◆ Aim of the exercise
All lines in the records below that hold "ClaimStrategy" are to be shown.
** Opening Exercise data block **
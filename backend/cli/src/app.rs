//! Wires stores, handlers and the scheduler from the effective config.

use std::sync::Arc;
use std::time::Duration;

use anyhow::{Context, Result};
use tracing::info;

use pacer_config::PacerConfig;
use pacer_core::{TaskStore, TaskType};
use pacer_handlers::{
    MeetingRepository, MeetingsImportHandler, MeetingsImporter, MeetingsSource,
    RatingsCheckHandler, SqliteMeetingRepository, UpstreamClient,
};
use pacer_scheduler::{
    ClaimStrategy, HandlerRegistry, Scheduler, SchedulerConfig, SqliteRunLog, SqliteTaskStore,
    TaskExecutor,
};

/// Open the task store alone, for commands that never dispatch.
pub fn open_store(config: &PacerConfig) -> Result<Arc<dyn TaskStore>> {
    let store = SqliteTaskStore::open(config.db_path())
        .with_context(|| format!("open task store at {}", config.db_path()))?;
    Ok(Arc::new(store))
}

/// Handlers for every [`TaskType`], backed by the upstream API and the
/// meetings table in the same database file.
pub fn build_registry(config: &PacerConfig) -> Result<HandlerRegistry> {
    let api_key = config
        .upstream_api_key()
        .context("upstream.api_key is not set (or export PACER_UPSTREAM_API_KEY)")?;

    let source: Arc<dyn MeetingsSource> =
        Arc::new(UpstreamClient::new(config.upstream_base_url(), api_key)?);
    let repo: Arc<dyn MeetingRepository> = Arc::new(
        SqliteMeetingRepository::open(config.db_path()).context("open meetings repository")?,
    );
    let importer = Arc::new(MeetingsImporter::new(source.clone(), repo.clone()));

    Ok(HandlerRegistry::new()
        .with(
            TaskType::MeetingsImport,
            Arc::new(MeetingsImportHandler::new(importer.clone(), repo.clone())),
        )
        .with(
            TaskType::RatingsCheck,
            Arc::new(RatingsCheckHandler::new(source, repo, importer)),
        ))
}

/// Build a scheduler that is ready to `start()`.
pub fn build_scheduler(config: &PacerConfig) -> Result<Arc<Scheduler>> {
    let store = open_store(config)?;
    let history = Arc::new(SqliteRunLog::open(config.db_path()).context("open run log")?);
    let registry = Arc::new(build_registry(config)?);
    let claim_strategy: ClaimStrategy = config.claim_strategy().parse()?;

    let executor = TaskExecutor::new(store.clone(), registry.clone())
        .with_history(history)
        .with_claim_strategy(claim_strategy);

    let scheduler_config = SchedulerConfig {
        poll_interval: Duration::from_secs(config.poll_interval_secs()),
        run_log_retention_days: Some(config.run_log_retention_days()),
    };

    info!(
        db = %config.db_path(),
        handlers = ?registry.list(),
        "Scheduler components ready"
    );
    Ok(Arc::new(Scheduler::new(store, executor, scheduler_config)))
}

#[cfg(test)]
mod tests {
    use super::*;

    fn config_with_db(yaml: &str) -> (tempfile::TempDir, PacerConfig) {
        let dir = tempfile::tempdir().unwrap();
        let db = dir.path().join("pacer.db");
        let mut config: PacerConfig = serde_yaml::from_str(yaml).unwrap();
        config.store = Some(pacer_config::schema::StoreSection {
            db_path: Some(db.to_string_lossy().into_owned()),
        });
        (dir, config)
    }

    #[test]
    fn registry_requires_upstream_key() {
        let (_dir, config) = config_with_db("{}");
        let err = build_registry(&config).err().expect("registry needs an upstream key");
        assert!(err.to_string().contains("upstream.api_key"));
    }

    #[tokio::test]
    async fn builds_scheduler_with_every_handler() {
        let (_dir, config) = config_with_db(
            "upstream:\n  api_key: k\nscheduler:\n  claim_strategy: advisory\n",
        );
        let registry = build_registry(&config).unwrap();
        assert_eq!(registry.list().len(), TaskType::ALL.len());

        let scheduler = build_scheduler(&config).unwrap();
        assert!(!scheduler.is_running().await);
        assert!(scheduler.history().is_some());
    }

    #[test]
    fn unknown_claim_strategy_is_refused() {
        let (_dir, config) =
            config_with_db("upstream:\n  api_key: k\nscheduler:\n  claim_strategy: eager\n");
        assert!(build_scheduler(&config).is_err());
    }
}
** Closing Exercise data block **
** Opening Exercise data block **
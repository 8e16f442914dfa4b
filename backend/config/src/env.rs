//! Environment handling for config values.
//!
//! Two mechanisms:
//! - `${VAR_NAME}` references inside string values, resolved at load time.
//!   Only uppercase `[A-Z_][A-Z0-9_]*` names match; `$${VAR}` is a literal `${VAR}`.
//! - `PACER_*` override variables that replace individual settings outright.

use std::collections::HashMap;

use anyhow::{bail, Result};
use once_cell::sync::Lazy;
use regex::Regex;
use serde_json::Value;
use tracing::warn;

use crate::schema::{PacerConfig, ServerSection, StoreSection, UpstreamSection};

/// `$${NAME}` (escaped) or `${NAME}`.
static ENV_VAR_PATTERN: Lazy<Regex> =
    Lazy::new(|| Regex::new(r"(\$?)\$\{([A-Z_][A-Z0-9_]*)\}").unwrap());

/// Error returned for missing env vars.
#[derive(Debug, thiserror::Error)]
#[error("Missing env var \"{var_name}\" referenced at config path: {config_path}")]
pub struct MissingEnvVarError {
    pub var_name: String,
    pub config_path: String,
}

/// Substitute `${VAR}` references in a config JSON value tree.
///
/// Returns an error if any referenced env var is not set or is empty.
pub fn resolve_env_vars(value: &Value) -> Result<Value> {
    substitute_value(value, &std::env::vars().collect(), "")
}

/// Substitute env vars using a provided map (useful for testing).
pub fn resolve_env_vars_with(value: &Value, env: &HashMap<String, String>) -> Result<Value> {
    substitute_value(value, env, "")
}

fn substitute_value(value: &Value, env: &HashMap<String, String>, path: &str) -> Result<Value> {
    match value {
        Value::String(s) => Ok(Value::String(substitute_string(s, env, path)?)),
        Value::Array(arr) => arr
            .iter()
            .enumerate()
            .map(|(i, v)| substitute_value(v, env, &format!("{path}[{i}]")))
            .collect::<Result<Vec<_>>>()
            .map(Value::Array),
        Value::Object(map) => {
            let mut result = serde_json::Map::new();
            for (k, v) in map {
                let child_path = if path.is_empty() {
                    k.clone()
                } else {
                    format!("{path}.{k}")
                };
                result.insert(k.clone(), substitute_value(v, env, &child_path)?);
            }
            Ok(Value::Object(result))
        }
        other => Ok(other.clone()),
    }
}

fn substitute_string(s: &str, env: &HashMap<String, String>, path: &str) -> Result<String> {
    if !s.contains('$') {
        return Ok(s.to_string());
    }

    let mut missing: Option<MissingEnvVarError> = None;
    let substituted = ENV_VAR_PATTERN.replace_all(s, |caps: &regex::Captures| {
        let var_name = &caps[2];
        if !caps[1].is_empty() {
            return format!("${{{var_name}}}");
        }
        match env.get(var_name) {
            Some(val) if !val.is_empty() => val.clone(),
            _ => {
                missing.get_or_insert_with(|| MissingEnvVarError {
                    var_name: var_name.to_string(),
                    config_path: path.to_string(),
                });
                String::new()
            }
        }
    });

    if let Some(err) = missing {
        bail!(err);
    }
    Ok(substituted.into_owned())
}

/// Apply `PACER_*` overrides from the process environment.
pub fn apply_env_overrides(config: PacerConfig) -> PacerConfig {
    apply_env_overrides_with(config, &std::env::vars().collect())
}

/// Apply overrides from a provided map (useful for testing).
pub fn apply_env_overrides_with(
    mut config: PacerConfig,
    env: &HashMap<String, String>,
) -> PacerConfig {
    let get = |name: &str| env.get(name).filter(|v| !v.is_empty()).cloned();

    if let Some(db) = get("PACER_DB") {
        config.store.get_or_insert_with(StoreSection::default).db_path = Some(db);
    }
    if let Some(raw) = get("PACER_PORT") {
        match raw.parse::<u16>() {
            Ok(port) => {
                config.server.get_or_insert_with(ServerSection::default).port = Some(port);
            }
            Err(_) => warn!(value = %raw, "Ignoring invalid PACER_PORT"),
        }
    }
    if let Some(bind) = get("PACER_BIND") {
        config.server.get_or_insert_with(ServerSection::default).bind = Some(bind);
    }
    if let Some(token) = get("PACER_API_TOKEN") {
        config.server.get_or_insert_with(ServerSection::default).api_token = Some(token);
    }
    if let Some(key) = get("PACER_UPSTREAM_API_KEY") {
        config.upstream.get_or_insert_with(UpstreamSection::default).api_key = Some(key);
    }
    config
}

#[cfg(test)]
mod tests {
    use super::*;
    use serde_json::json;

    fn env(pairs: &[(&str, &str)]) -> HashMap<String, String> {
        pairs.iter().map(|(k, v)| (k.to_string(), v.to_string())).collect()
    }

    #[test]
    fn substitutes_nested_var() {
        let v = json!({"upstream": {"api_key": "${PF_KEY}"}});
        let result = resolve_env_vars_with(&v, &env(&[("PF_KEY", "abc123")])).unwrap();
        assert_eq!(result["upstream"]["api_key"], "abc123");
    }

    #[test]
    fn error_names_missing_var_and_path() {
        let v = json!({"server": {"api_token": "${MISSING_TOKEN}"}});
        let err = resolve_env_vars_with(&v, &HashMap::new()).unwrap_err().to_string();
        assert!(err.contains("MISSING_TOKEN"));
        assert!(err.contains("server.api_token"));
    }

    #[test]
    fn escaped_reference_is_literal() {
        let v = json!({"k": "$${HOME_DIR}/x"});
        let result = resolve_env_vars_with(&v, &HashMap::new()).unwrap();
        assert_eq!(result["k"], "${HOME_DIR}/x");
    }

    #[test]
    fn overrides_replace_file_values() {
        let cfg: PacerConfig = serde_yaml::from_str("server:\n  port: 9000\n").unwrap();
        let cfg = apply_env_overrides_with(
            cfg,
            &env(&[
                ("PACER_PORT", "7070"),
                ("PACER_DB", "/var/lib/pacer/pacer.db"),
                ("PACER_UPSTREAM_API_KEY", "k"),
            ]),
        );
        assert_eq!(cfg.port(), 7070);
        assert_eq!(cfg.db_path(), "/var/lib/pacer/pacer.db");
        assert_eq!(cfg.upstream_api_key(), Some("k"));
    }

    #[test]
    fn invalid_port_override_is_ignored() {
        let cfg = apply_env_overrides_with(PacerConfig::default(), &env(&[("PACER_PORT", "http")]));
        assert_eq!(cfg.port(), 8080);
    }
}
** Closing Exercise data block **
◆ Response to this task
    ClaimStrategy, HandlerRegistry, Scheduler, SchedulerConfig, SqliteRunLog, SqliteTaskStore,
    let claim_strategy: ClaimStrategy = config.claim_strategy().parse()?;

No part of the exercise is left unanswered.